The more time I spend with Dark Souls, the more I enjoy the game. Sure it’s difficult, but it’s one of those few games that’s difficult for the right reason. Save for a few battles and platforming situations where the somewhat imperfect controls got me killed, all my deaths were the result of my enemies fighting better or smarter than me.
I love the freedom I have to explore the world and the scarce non-player character input that drives the story. Were it not for the limited feeling of progression I’ve experienced leveling and developing my character, this game would be dang near perfect for me.
I feel as if the point of the game is to unravel a mystery by playing instead of being force-fed the story via cutscenes. Mixed with the feedom is a general lack of guidance about what to do next. I have a general idea about where I’m supposed to go for the next major piece in the story puzzle. But, aside from that generic understanding, I’m really just relying on my instincts and in-game experiences to determine my next move.
I’ve gone places where I clearly don’t belong as demonstrated by the ass beating the local enemies gave me. I’ve also had fun finding slick ways to beat monsters that clearly outclassed me. In short, I love that Dark souls allows me to experience its story and world at my discretion. So many games attempt to push you down the path they’ve carved out for you to follow. Dark Souls allows you to blaze your own trail.
My experience with Dark Souls has caused me to think back to one of my favorite adventure games from childhood–Castlevania 2, Simon’s Quest. Strangely enough, I’ve heard many gamers refer to Simon’s Quest as one of the worst games in the Castlevania series. Much like my experience with Dark Souls, Simon’s Quest:
-Allowed me the freedom to explore the world at my discretion
-Unraveled an interesting story using NPCs
-Provided a host of difficult enemies to overcome.

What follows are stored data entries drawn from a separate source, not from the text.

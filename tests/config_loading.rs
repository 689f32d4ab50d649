use std::io::Write;
use std::time::Duration;

use inertia_server::config::{self, LoadError, LogFormat};
use serial_test::serial;
use tempfile::NamedTempFile;

fn toml_file(contents: &str) -> NamedTempFile {
    let mut file = tempfile::Builder::new()
        .suffix(".toml")
        .tempfile()
        .expect("temp config file");
    file.write_all(contents.as_bytes()).expect("write config");
    file
}

struct EnvGuard(&'static [&'static str]);

impl EnvGuard {
    fn set(vars: &'static [(&'static str, &'static str)], keys: &'static [&'static str]) -> Self {
        for (key, value) in vars {
            unsafe { std::env::set_var(key, value) };
        }
        Self(keys)
    }
}

impl Drop for EnvGuard {
    fn drop(&mut self) {
        for key in self.0 {
            unsafe { std::env::remove_var(key) };
        }
    }
}

#[test]
#[serial]
fn explicit_file_configures_engine() {
    let file = toml_file(
        r#"
[app]
base_url = "https://app.test/"
asset_version = "build-42"
dev_mode = true

[ssr]
enabled = true
url = "http://127.0.0.1:13714/render"
timeout_ms = 1500
retry_statuses = [502, 503]

[ssr.headers]
authorization = "Bearer secret"

[logging]
level = "debug"
json = true
"#,
    );

    let settings = config::load(Some(file.path())).expect("settings load");

    assert_eq!(settings.app.base_url, "https://app.test");
    assert_eq!(settings.app.asset_version, "build-42");
    assert!(settings.app.dev_mode);
    assert!(matches!(settings.logging.format, LogFormat::Json));

    let ssr = settings.ssr.to_config().expect("ssr enabled");
    assert_eq!(ssr.timeout, Duration::from_millis(1500));
    assert_eq!(ssr.retry_statuses, vec![502, 503]);
    assert_eq!(
        ssr.headers.get("authorization").map(String::as_str),
        Some("Bearer secret")
    );
}

#[test]
#[serial]
fn environment_overrides_file_values() {
    let file = toml_file(
        r#"
[app]
asset_version = "from-file"

[ssr]
enabled = false
"#,
    );
    let _env = EnvGuard::set(
        &[
            ("INERTIA__APP__ASSET_VERSION", "from-env"),
            ("INERTIA__SSR__ENABLED", "true"),
            ("INERTIA__SSR__RETRY_STATUSES", "500,504"),
        ],
        &[
            "INERTIA__APP__ASSET_VERSION",
            "INERTIA__SSR__ENABLED",
            "INERTIA__SSR__RETRY_STATUSES",
        ],
    );

    let settings = config::load(Some(file.path())).expect("settings load");

    assert_eq!(settings.app.asset_version, "from-env");
    assert!(settings.ssr.enabled);
    assert_eq!(settings.ssr.retry_statuses, vec![500, 504]);
}

#[test]
#[serial]
fn invalid_values_name_the_offending_key() {
    let file = toml_file(
        r#"
[ssr]
retry_statuses = [42]
"#,
    );

    let err = config::load(Some(file.path())).expect_err("invalid retry status");
    match err {
        LoadError::Invalid { key, .. } => assert_eq!(key, "ssr.retry_statuses"),
        other => panic!("unexpected error: {other}"),
    }
}

#[test]
#[serial]
fn missing_explicit_file_is_an_error() {
    let dir = tempfile::tempdir().expect("temp dir");
    let path = dir.path().join("absent.toml");

    assert!(config::load(Some(&path)).is_err());
}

-Used Souls (in this case Hearts) as currency and made losing them the penalty for death
-Encouraged grinding for said hearts to acquire better equipment
Somehow, all of this weaved together into an experience I remember fondly. It makes me ponder the relative mediocrity that has surrounded all of the 3D Castlevania titles. None of the 3D Castlevania’s I’ve played (N64’s Castlevania and Lords of Shadow) were particularly horrible. But I can’t help but wonder how well these new-age Castlevanias would have been received had they been crafted as well as Dark Souls. I feel as if Dark Souls is allowing me to relive all the nostalgic goodness of the Castlevania’s of old.
In a way, I feel like Dark Souls is what Castlevania should have evolved into. It seems a much more proper 3D spiritual successor to a series that had such an outstanding 2D legacy.
Sidenote: I realize that Demon Souls could possibly fit this bill just as well as it’s the prequel to Dark Souls. However, I can only comment on what I’ve played. So if you feel Demon Souls is a better candidate for any of my claims, feel free to substitute it while reading.